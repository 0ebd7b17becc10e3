// Copyright 2025 the Understory Authors
// SPDX-License-Identifier: Apache-2.0 OR MIT

//! Autoclose routing: decide whether a click inside the drawer closes it.
//!
//! Starting at the click target and walking outward toward (but excluding)
//! the drawer element, the nearest element carrying an `autoclose` attribute
//! decides: `autoclose="false"` keeps the drawer open, any other value closes
//! it. Without an override the drawer's own `autoclose` property applies.
//!
//! Two entry points are provided:
//!
//! - [`resolve`] over a pre-resolved ancestry, target first.
//! - [`resolve_in_tree`] over any tree exposing an [`AutocloseLookup`].
//!
//! ```
//! use overstory_drawer::autoclose::resolve;
//!
//! // <div autoclose=""><button autoclose="false"><span/></button></div>
//! let ancestry = [None, Some("false"), Some("")];
//! assert!(!resolve(ancestry, true));
//!
//! // A plain descendant falls back to the drawer's policy.
//! assert!(resolve([None, None], true));
//! assert!(!resolve([None, None], false));
//! ```

use crate::attributes::autoclose_value;

/// Resolves the autoclose policy for a click.
///
/// `ancestry` yields the `autoclose` attribute of the click target, then of
/// each ancestor up to but excluding the drawer element; `None` means the
/// element has no such attribute. `default` is the drawer's own policy.
pub fn resolve<'a, I>(ancestry: I, default: bool) -> bool
where
    I: IntoIterator<Item = Option<&'a str>>,
{
    ancestry
        .into_iter()
        .flatten()
        .next()
        .map_or(default, autoclose_value)
}

/// Tree access needed by [`resolve_in_tree`].
pub trait AutocloseLookup<K> {
    /// Parent of `node`, or `None` at a root or for a detached node.
    fn parent(&self, node: K) -> Option<K>;

    /// Value of the `autoclose` attribute on `node`, if present.
    fn autoclose_attr(&self, node: K) -> Option<&str>;
}

/// Resolves the autoclose policy by walking from `target` toward `drawer`.
///
/// The walk stops before `drawer`. A target outside the drawer's subtree
/// walks to its own root and, without an override on the way, yields
/// `default`.
pub fn resolve_in_tree<K, L>(lookup: &L, target: K, drawer: K, default: bool) -> bool
where
    K: Copy + Eq,
    L: AutocloseLookup<K> + ?Sized,
{
    let mut node = Some(target);
    while let Some(current) = node {
        if current == drawer {
            break;
        }
        if let Some(value) = lookup.autoclose_attr(current) {
            return autoclose_value(value);
        }
        node = lookup.parent(current);
    }
    default
}
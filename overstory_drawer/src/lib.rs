// Copyright 2025 the Understory Authors
// SPDX-License-Identifier: Apache-2.0 OR MIT

//! Overstory Drawer: a headless slide-in panel (`<app-drawer>`).
//!
//! The drawer owns three pieces of behavior:
//!
//! - **Open state.** [`Drawer::set_open`], [`Drawer::toggle`] and
//!   [`Drawer::close`] change the state and reflect the `open` attribute. A
//!   non-bubbling [`ToggleEvent`] follows once the panel has settled, which
//!   the host reports through [`Drawer::transition_end`].
//! - **Swipe gestures.** Pointer input drives a [`GestureTracker`]. A
//!   horizontal drag moves the panel 1:1 with the pointer; on release the net
//!   direction over the last few samples decides whether it settles open or
//!   closed. Vertical movement before the drag threshold is left to scrolling.
//! - **Autoclose.** Clicks inside the drawer close it on the next tick, unless
//!   the nearest element carrying an `autoclose` attribute says `"false"`.
//!   Clicks trailing a gesture release are ignored.
//!
//! The drawer never touches a document directly. Every effect goes through a
//! [`DrawerHost`]; [`RecordingHost`] is an in-memory implementation for tests
//! and headless use.
//!
//! ## Example
//!
//! ```
//! use kurbo::Point;
//! use overstory_drawer::{
//!     ClickResolution, Drawer, DrawerConfig, DrawerPointerEvent, RecordingHost, TransitionTarget,
//! };
//!
//! let config = DrawerConfig::builder().autoclose(true).build().unwrap();
//! let mut drawer = Drawer::<u32>::new(config);
//! let mut host = RecordingHost::new();
//! drawer.connect(&mut host);
//!
//! // Swipe open from the left edge.
//! let mut now = 0;
//! drawer.handle_pointer(
//!     DrawerPointerEvent::Down { pointer: 1, primary: true, position: Point::new(2.0, 300.0) },
//!     now,
//!     &mut host,
//! );
//! for x in [20.0, 50.0, 90.0, 130.0, 170.0] {
//!     now += 16;
//!     drawer.handle_pointer(
//!         DrawerPointerEvent::Move { pointer: 1, position: Point::new(x, 300.0) },
//!         now,
//!         &mut host,
//!     );
//! }
//! drawer.handle_pointer(DrawerPointerEvent::Up { pointer: 1 }, now, &mut host);
//! assert!(drawer.open());
//!
//! drawer.transition_end(TransitionTarget::Panel, &mut host);
//! assert_eq!(host.toggles().last().map(|t| t.open), Some(true));
//!
//! // A click on plain content closes it on the next tick.
//! now += 500;
//! assert_eq!(drawer.click([None], now), ClickResolution::CloseScheduled);
//! drawer.run_timers(now + 1, &mut host);
//! assert!(!drawer.open());
//! ```
//!
//! ## Features
//!
//! - `ui_events_adapter`: feed `ui_events::pointer::PointerEvent` values
//!   straight into a drawer keyed by `ui_events` pointer ids.

extern crate alloc;

pub mod adapters;
pub mod attributes;
pub mod autoclose;
pub mod config;
mod drawer;
pub mod gesture;
pub mod host;
pub mod lease;
pub mod template;

pub use attributes::{Align, DrawerFlags};
pub use autoclose::AutocloseLookup;
pub use config::{ConfigError, DrawerConfig, DrawerConfigBuilder};
pub use drawer::{ClickResolution, Drawer, DrawerPointerEvent};
pub use gesture::{GesturePhase, GestureTracker, Release};
pub use host::{
    DocumentStyle, DrawerHost, HostEffect, LiveOffset, PointerDisposition, RecordingHost,
    ToggleEvent, TransitionTarget,
};
pub use lease::StyleLease;
pub use template::{DrawerTemplate, Placement};
// Copyright 2025 the Understory Authors
// SPDX-License-Identifier: Apache-2.0 OR MIT

//! Drawer swipe, autoclose and completion events.
//!
//! Drives an `overstory_drawer::Drawer` with a scripted pointer stream against
//! a `RecordingHost` and prints every effect the drawer asks of its host.
//!
//! Run:
//! - `RUST_LOG=trace cargo run -p understory_demos --example drawer_swipe`

use kurbo::Point;
use overstory_drawer::{
    ClickResolution, Drawer, DrawerConfig, DrawerPointerEvent, RecordingHost, TransitionTarget,
};
use understory_demos::{init_logging, print_effects};

fn main() {
    init_logging();

    let config = DrawerConfig::builder()
        .autoclose(true)
        .build()
        .expect("default widths are valid");
    let mut drawer = Drawer::<u32>::new(config);
    let mut host = RecordingHost::new();
    drawer.connect(&mut host);
    print_effects("connect", &mut host);

    // A finger lands near the left edge and swipes right.
    let mut now = 10_000;
    drawer.handle_pointer(
        DrawerPointerEvent::Down {
            pointer: 1,
            primary: true,
            position: Point::new(100.0, 320.0),
        },
        now,
        &mut host,
    );
    for x in [106.0, 130.0, 160.0, 175.0, 190.0] {
        now += 16;
        drawer.handle_pointer(
            DrawerPointerEvent::Move {
                pointer: 1,
                position: Point::new(x, 321.0),
            },
            now,
            &mut host,
        );
    }
    drawer.handle_pointer(DrawerPointerEvent::Up { pointer: 1 }, now, &mut host);
    print_effects("swipe open", &mut host);
    assert!(drawer.open());

    drawer.transition_end(TransitionTarget::Panel, &mut host);
    print_effects("panel settled", &mut host);

    // The synthetic click trailing the release is swallowed.
    assert_eq!(drawer.click([None], now + 5), ClickResolution::Suppressed);

    // A button opting out keeps the drawer open.
    now += 400;
    let kept = drawer.click([None, Some("false")], now);
    println!("== click inside autoclose=\"false\" ==\n  {kept:?}");
    assert_eq!(kept, ClickResolution::KeptOpen);

    // A plain link closes it on the next tick.
    now += 400;
    let closing = drawer.click([None], now);
    println!("== click on a plain link ==\n  {closing:?}");
    drawer.run_timers(now + 1, &mut host);
    drawer.transition_end(TransitionTarget::Panel, &mut host);
    print_effects("autoclose", &mut host);
    assert!(!drawer.open());
}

ABOUT THIS EXERCISE:
Copy, from the material, each line that holds the string "nearest".

EXERCISE OUTPUT:
//! the drawer element, the nearest element carrying an `autoclose` attribute
//!   the nearest element carrying an `autoclose` attribute says `"false"`.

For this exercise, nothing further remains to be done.